Les chiffres n'ont étonné que ceux qui ne voulaient pas les voir et qui s'accommodent du récit macronien : si les enseignants s'alarment des réformes, plus aberrantes les unes que les autres, des incivilités, qu'ils subissent quotidiennement, de leur déclassement salarial, que l'inflation et la hausse du SMIC ne rendent que plus criant et de l'absence totale de perspectives de carrières, c'est qu'ils seraient victimes, selon l'expression du Président réélu, du « syndrome de la salle des profs ». Telle était l'expression qu'il avait lâchée, à la veille du premier tour, pour décrire cette supposée tendance, pour les professeurs les moins investis, à décourager les plus motivés. Où était le Bayrou qui, naguère, protestait contre ce genre d'attaques démagogiques ?

Il n'empêche : les bons enseignants, dynamiques, innovants, optimistes, heureux comme les aime notre Président, ne sont tellement pas victimes du syndrome de la salle des profs qu'ils ne veulent même plus y entrer ! Cette session des concours de recrutement est historique par la chute du nombre de candidats. Le phénomène est ancien, mais 2022, dernière année du quinquennat Macron-Blanquer, marque un nouvel affaissement, comme une signature, un bilan. Il est tombé ce mardi 10 mai. En mathématiques, dont on a beaucoup parlé ces derniers temps à cause de la réforme Blanquer et du niveau des enseignants, seuls 816 candidats sont admissibles, pour 1.035 postes ouverts. On part donc, avant même l'oral, avec un manque de 200 enseignants pour l'an prochain - déjà deux fois plus que l'an dernier ! Même phénomène pour les « petites » disciplines, elles aussi déficitaires en vocations depuis longtemps : en allemand, 83 candidats sont admissibles (contre 177 l'an dernier) pour 215 postes ouverts ; en lettres classiques, 60 admissibles pour 134 postes (85 pour 134 postes en 2021). Mais même la grande sœur des lettres modernes, naguère plus attrayante, subit le même sort : 720 admissibles pour 755 postes (en 2021, 1.301 pour 810 postes). Même constat alarmant pour le concours de professeur des écoles (CRPE) : seulement 180 admissibles pour 219 postes à Paris, 521 admissibles pour 1079 postes à Créteil et 484 admissibles pour 1430 postes à Versailles !

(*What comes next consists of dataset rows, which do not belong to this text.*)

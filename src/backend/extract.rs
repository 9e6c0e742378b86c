//! Request extractors whose rejections go through [`AppError`], so a
//! malformed body, path or query string gets the usual JSON error body.

use axum::extract::{FromRequest, FromRequestParts};

use crate::error::AppError;

#[derive(Debug, FromRequest)]
#[from_request(via(axum::Json), rejection(AppError))]
pub struct JsonBody<T>(pub T);

#[derive(Debug, FromRequestParts)]
#[from_request(via(axum::extract::Path), rejection(AppError))]
pub struct PathParam<T>(pub T);

#[derive(Debug, FromRequestParts)]
#[from_request(via(axum::extract::Query), rejection(AppError))]
pub struct QueryParams<T>(pub T);
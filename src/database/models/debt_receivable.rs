use chrono::NaiveDate;
use rust_decimal::Decimal;
use serde::{Deserialize, Serialize};
use uuid::Uuid;

use crate::accounting::debt::{DebtDirection, OpenDebt};

#[derive(Debug, Clone, PartialEq, Serialize, Deserialize)]
pub struct DebtReceivable {
    pub debt_id: Uuid,
    pub company_id: Uuid,
    pub store_id: Option<Uuid>,
    pub counterparty_id: Uuid,
    pub direction: DebtDirection,
    pub category: Option<String>, // account/note/loan/...
    pub original_amount: Decimal,
    pub remaining_amount: Decimal,
    pub issue_date: Option<NaiveDate>,
    pub due_date: Option<NaiveDate>,
    pub status: Option<String>,
}

impl DebtReceivable {
    pub fn open_debt(&self) -> OpenDebt {
        OpenDebt {
            direction: self.direction,
            remaining_amount: self.remaining_amount,
            due_date: self.due_date,
        }
    }
}
use rust_decimal::Decimal;
use serde::{Deserialize, Serialize};
use uuid::Uuid;

use crate::accounting::cash::LocationBalance;

#[derive(Debug, Clone, PartialEq, Serialize, Deserialize)]
pub struct CashLocation {
    pub cash_location_id: Uuid,
    pub location_name: String,
    pub location_type: String, // cashier/vault/bank
    pub store_id: Option<Uuid>,
    pub currency_code: Option<String>,
    #[serde(default)]
    pub book_amount: Decimal,   // journal balance
    #[serde(default)]
    pub actual_amount: Decimal, // last counted amount
}

impl CashLocation {
    pub fn balance(&self) -> LocationBalance {
        LocationBalance {
            cash_location_id: self.cash_location_id,
            location_name: self.location_name.clone(),
            location_type: self.location_type.clone(),
            book_amount: self.book_amount,
            actual_amount: self.actual_amount,
        }
    }
}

Le ministre étant occupé à se trouver un point de chute dans une circonscription, son administration a dû monter au créneau, lors d'un point de presse mercredi : « Cette baisse était prévisible et a donc été anticipée », a assené sans rire Édouard Geffray, le directeur général de l’enseignement scolaire (DGESCO). En effet, la rue de Grenelle, tout en sachant les recrutements difficiles, n'a rien trouvé de mieux que de décaler, cette année, les épreuves en master 2 ! Rien de plus attirant, cette nouvelle masterisation du CAPES : cinq ans d'étude, un concours avec sa part d'aléas pour une affectation pour dix ans en région parisienne dans un REP et un salaire à peine au-dessus du SMIC ? Qui voudrait traverser la rue - pardon : la banlieue - pour ça ?

Mais alors, quid des 350 postes de mathématiques supplémentaires, rien que pour assurer le tronc commun de mathématiques rajouté au dernier moment par un ministre qui n'en finit pas de défaire sa réforme du lycée depuis trois ans comme un mauvais terminale grattouillant une conclusion bâclée alors que les quatre heures sont écoulées ? Édouard Geffray, sans doute en partance lui aussi, a réponse à tout : heures supplémentaires, contractuels, concours internes, etc. Le bricolage ordinaire. Non, avec une innovation, cette fois, que l'on voyait venir depuis la zoomolâtrie du confinement : les visioprofs ! Dans l’académie de Nancy-Metz, sept « visioprofesseurs » ont été recrutés pour pallier le manque d’enseignants remplaçants, là où on ne trouve aucun contractuel. Le Monde nous dit que, « rue de Grenelle, on communique peu sur cette expérimentation, sinon pour assurer paradoxalement qu’elle n’a pas vocation à être généralisée ». Pas besoin d'être atteint du syndrome de la salle des profs pour décrypter le message.

Au sujet de ce fameux symptôme, après 25 ans de salle des profs, je vais vous faire une confidence : il est bien plus aigu que ce qu'en dit Emmanuel Macron, car non seulement ils sont de moins en moins nombreux à vouloir y entrer, dans la salle des profs, mais beaucoup font tout pour en sortir. Pire : ils sont de plus en plus nombreux à voter RN ou Zemmour.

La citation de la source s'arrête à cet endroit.